** Opening Records provided block **

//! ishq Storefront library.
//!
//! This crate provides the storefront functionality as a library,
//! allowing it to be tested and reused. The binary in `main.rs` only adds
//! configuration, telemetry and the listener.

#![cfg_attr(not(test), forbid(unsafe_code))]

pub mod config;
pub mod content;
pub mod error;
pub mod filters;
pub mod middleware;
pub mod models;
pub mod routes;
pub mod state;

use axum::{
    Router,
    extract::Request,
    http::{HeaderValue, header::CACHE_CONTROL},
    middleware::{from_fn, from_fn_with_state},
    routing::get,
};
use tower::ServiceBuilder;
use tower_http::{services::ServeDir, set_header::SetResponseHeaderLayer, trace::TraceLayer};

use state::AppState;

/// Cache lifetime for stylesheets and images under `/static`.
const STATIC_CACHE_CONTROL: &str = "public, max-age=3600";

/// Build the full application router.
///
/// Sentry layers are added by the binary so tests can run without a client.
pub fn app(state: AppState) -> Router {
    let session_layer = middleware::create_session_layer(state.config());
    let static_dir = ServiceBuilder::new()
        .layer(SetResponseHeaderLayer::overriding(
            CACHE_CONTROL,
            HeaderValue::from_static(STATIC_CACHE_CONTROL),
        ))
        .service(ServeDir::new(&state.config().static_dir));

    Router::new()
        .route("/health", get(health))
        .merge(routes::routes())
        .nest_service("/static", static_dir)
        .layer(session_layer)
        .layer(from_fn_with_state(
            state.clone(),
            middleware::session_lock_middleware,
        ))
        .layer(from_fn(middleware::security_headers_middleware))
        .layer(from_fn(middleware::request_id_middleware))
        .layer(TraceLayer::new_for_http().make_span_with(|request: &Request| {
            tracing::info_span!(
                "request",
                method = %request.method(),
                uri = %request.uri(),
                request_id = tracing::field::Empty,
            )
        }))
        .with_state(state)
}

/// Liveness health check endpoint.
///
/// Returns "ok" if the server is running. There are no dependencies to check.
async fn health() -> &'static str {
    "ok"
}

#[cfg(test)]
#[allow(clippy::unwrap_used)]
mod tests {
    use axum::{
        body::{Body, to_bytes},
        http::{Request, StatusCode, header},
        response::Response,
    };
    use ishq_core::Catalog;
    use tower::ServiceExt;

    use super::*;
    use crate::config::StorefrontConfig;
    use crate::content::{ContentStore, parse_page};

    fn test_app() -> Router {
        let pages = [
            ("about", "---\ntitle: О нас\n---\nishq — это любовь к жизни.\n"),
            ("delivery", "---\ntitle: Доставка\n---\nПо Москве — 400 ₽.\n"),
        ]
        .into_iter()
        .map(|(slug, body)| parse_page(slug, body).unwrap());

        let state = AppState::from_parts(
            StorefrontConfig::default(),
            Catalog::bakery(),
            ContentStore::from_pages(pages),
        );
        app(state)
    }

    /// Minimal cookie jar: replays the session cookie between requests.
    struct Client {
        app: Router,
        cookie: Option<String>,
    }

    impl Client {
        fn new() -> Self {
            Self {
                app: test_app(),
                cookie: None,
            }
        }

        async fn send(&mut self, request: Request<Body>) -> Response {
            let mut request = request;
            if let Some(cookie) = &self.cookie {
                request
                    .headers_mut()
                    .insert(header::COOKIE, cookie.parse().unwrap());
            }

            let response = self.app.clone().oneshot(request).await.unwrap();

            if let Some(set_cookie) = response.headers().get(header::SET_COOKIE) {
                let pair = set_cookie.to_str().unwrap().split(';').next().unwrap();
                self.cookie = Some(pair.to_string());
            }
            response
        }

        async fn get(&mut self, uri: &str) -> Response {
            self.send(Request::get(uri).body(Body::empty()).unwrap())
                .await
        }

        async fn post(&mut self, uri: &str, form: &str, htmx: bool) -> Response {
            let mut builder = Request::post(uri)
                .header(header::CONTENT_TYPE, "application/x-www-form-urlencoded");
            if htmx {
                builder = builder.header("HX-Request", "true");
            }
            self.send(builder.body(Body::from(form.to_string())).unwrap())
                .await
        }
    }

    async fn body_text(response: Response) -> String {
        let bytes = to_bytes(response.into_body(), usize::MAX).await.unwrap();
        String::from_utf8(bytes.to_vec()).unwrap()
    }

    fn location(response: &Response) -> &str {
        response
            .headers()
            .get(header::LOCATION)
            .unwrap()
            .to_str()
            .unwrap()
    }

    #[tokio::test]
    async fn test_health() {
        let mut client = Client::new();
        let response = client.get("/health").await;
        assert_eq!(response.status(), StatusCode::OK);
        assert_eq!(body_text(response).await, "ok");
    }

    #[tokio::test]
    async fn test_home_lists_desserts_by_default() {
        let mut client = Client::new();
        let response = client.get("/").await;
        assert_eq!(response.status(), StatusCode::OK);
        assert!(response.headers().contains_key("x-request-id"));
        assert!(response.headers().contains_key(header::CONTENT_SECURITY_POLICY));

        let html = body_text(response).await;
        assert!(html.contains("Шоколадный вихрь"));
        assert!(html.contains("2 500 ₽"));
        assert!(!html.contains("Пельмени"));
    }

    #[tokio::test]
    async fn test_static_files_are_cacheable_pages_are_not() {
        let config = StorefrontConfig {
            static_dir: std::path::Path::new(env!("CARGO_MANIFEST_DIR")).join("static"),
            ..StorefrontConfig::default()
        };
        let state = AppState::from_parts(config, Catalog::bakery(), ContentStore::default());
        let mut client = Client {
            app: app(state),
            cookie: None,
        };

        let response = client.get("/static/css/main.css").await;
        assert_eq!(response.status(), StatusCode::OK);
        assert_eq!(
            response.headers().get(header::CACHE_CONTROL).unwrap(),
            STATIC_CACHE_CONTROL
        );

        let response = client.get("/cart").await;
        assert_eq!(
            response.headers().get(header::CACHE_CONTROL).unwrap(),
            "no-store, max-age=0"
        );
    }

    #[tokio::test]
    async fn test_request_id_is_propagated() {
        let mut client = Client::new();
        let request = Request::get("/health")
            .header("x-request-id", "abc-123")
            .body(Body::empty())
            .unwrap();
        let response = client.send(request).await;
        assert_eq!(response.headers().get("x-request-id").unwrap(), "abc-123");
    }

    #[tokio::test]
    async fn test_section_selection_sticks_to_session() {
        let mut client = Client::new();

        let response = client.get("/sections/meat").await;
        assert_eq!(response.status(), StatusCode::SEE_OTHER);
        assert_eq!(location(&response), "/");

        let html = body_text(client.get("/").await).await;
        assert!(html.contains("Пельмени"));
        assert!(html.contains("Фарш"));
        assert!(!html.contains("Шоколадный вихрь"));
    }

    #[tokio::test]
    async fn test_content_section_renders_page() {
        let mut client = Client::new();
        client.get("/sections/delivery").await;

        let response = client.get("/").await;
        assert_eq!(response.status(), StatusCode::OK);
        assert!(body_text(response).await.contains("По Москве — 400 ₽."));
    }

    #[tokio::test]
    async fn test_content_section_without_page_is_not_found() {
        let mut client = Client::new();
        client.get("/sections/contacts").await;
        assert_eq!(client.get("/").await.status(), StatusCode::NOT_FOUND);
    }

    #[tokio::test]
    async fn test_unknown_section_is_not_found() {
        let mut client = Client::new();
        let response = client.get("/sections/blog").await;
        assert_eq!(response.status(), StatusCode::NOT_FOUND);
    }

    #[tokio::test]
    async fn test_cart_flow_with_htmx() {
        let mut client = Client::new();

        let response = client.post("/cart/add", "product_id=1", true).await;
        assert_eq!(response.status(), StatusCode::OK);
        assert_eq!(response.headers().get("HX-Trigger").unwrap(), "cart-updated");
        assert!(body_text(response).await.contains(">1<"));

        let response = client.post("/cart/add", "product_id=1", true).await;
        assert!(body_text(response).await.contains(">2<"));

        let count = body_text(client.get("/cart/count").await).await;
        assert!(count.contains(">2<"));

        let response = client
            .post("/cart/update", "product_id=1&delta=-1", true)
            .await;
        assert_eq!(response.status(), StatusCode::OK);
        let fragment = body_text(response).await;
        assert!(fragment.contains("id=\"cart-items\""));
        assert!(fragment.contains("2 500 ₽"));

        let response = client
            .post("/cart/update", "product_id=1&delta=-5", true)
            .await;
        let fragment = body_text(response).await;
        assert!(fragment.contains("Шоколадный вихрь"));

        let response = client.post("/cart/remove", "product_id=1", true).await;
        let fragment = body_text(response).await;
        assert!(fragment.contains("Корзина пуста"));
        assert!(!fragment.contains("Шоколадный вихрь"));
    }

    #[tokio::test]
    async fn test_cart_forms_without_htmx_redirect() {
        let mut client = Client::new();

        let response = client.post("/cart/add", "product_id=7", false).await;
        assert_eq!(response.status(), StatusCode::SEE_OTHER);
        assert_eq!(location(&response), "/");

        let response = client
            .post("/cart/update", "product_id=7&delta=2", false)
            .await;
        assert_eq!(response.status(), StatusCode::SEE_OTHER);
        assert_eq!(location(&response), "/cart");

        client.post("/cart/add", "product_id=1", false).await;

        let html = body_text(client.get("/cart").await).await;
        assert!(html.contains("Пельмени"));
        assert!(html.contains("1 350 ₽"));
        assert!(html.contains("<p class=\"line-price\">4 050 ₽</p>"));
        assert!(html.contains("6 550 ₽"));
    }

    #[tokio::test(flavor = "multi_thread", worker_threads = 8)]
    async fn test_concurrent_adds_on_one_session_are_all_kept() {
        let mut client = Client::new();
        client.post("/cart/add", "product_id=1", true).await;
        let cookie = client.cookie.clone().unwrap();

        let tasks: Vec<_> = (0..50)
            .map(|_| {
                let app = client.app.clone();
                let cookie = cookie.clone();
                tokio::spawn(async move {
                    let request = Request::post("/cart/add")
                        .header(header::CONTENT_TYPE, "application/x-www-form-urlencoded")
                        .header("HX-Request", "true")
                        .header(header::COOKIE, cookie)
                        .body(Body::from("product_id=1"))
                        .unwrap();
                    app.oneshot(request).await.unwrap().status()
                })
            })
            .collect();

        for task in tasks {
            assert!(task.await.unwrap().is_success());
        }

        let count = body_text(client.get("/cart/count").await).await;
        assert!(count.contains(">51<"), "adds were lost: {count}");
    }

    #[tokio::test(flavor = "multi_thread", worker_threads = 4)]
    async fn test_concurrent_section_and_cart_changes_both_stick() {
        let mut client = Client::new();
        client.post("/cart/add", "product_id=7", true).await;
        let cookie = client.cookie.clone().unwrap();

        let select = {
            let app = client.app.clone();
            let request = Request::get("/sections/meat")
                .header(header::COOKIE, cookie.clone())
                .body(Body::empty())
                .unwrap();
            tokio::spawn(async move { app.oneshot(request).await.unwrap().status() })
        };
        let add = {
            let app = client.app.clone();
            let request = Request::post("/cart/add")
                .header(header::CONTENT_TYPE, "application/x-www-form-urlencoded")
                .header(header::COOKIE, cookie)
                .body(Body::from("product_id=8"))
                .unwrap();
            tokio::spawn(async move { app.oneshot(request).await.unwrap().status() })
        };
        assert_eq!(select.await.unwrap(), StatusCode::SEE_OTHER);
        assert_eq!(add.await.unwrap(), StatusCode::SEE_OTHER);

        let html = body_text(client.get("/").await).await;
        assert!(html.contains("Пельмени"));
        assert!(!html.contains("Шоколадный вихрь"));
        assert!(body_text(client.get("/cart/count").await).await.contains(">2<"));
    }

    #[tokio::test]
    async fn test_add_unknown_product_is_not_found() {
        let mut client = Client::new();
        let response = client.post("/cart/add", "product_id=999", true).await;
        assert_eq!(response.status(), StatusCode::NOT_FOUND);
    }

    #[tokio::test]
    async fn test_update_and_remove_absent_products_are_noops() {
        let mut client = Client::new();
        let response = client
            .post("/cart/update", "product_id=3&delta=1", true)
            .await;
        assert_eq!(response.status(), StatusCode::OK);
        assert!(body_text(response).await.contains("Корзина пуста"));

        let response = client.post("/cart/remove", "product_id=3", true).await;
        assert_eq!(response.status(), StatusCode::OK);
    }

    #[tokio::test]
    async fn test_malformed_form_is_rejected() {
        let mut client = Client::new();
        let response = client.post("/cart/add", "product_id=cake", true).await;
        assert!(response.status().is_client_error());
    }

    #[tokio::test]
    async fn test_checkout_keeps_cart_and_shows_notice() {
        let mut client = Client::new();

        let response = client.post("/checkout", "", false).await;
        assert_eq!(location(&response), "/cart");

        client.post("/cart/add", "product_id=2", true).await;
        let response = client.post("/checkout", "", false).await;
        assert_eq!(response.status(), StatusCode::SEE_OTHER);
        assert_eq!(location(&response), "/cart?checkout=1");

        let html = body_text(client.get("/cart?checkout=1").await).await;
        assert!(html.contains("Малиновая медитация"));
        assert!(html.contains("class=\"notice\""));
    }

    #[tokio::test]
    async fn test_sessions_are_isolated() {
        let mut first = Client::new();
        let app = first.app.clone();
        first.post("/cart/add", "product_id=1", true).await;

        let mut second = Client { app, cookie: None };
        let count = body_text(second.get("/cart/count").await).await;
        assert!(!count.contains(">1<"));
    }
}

** Closing Records provided block **

§ What is expected: Select every line in the records above that contains the word "tracing".

§ Written reply:
            tracing::info_span!(
                request_id = tracing::field::Empty,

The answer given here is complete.